On Sun, Aug 19, 2012 at 07:14:29PM +0200, Damjan wrote:
I don't understand why you think parsing is a hard thing. INI files have been around for millennia (in internet years) and both parsers and writers for them are well established in many languages.
The question is not whether it is hard but whether it's a good idea. Things are much more likely to go wrong in parsing than many other parts of a program. When you introduce parsing, or the need to parse, you are necessarily introducing the potential for bugs. You can be a mathematically immaculate programmer and never write bugs and this doesn't change the fact that the room for human error is greater in parsing code or in the data being parsed than in other places. You are correct in assuming that well-covered territory is less buggy than new ground. I assume this is why you mention that parsing's been done for so long. This is important when we consider the following:
Also, bash scripts are also parsed, for better or worse.
This is infinity percent true. Now consider that: 1) Using shell does not introduce a new parsing code-base but instead, uses a code-base that is actively and rigorously used in a multitude of other ways such that bugs are more vigorously identified and corrected. 2) Razor-thin shell scripts (such as those used in daemontools style run scripts) have an order of magnitude less matetiral to parse than their systemd equivalents. Thus, the room for errors in the input data is far, far less; while the versatility of such "run scripts" are far greater -- all with a smaller code base than if you were consuming a config file yourself. Even if you are using a popular config-file-reading library to consume your configuration data, that is still more code and, necessarily, more potential forg bugs than if you did not consume config files at all. Thus, my advocacy for daemontools over systemd.
The benefit of declarative config files is that you can extract information from them by *just* parsing and not by parsing AND running them as is the case for random init scripts.

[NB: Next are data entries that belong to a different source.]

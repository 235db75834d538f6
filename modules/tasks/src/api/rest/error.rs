use axum::http::StatusCode;
use modkit::{Problem, ProblemResponse};

use crate::domain::error::DomainError;

fn problem(status: StatusCode, code: &str, title: &str, detail: impl Into<String>, instance: &str) -> Problem {
    Problem::new(status, title, detail)
        .with_type(format!("https://errors.taskflow.dev/{code}"))
        .with_code(code)
        .with_instance(instance)
}

pub fn from_parts(
    status: StatusCode,
    code: &str,
    title: &str,
    detail: impl Into<String>,
    instance: &str,
) -> ProblemResponse {
    ProblemResponse(problem(status, code, title, detail, instance))
}

pub fn map_domain_error(e: &DomainError, instance: &str) -> ProblemResponse {
    match e {
        DomainError::TaskNotFound { .. } => from_parts(
            StatusCode::NOT_FOUND,
            "TASKS_NOT_FOUND",
            "Task not found",
            e.to_string(),
            instance,
        ),
        DomainError::EmptyTitle | DomainError::TitleTooLong { .. } => ProblemResponse(
            problem(StatusCode::BAD_REQUEST, "TASKS_VALIDATION", "Validation error", e.to_string(), instance)
                .with_field_error("/title", e.to_string()),
        ),
        DomainError::Validation { field, message } => ProblemResponse(
            problem(StatusCode::BAD_REQUEST, "TASKS_VALIDATION", "Validation error", e.to_string(), instance)
                .with_field_error(format!("/{field}"), message.clone()),
        ),
        DomainError::Database { .. } => {
            tracing::error!(error = ?e, "Database error occurred");
            from_parts(
                StatusCode::INTERNAL_SERVER_ERROR,
                "TASKS_INTERNAL",
                "Internal error",
                "An internal error occurred",
                instance,
            )
        }
    }
}
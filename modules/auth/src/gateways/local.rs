use async_trait::async_trait;
use std::sync::Arc;

use crate::contract::{
    client::AuthApi,
    error::AuthError,
    model::{AuthToken, Credentials, NewUser, Principal, User},
};
use crate::domain::service::Service;

/// In-process [`AuthApi`] delegating to the domain service.
pub struct AuthLocalClient {
    service: Arc<Service>,
}

impl AuthLocalClient {
    pub fn new(service: Arc<Service>) -> Self {
        Self { service }
    }
}

#[async_trait]
impl AuthApi for AuthLocalClient {
    async fn register(&self, new_user: NewUser) -> Result<User, AuthError> {
        self.service.register(new_user).await.map_err(Into::into)
    }

    async fn login(&self, credentials: Credentials) -> Result<AuthToken, AuthError> {
        self.service.login(credentials).await.map_err(Into::into)
    }

    async fn authenticate(&self, token: &str) -> Result<Principal, AuthError> {
        self.service.authenticate(token).map_err(Into::into)
    }
}
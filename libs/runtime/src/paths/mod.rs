pub mod home_dir;

pub use home_dir::resolve_home_dir;
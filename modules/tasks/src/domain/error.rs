use thiserror::Error;
use uuid::Uuid;

#[derive(Error, Debug)]
pub enum DomainError {
    #[error("Task not found: {id}")]
    TaskNotFound { id: Uuid },

    #[error("Title cannot be empty")]
    EmptyTitle,

    #[error("Title too long: {len} characters (max {max})")]
    TitleTooLong { len: usize, max: usize },

    #[error("Validation failed for field '{field}': {message}")]
    Validation { field: String, message: String },

    #[error("Database error: {message}")]
    Database { message: String },
}

impl DomainError {
    pub fn task_not_found(id: Uuid) -> Self {
        Self::TaskNotFound { id }
    }

    pub fn validation(field: impl Into<String>, message: impl Into<String>) -> Self {
        Self::Validation {
            field: field.into(),
            message: message.into(),
        }
    }

    pub fn database(message: impl Into<String>) -> Self {
        Self::Database {
            message: message.into(),
        }
    }
}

You are correct and articulate this truth well. It does not invalidate my position; that systemd is unnecessarily complex, that it has greater room for errors than some alternatives (please understand that I am not advocating sysv inits cripts in the least), and that the only reason to adopt systemd is because upstream is making it mandatory. If technical benefit were the only consideration and Arch were developed in a vacuum, daemontools would certainly be a superior choice. Because Arch is part of a greater Linux ecosystem and does not carry the burden of all its development by itself, systemd is probably superior for Arch at this time. This truth has convinced me that devs are making the right call in spite of the fact that most advocacy of systemd is based on some fallacious assumptions.
Also, even making a small error in a Turing complete bash script is much more dangerous than in a declarative file, in which you'd just ignore that line.
By what means do you know to ignore a line? What kinds of errors are we talking about? I'm having a hard time understanding this assertion.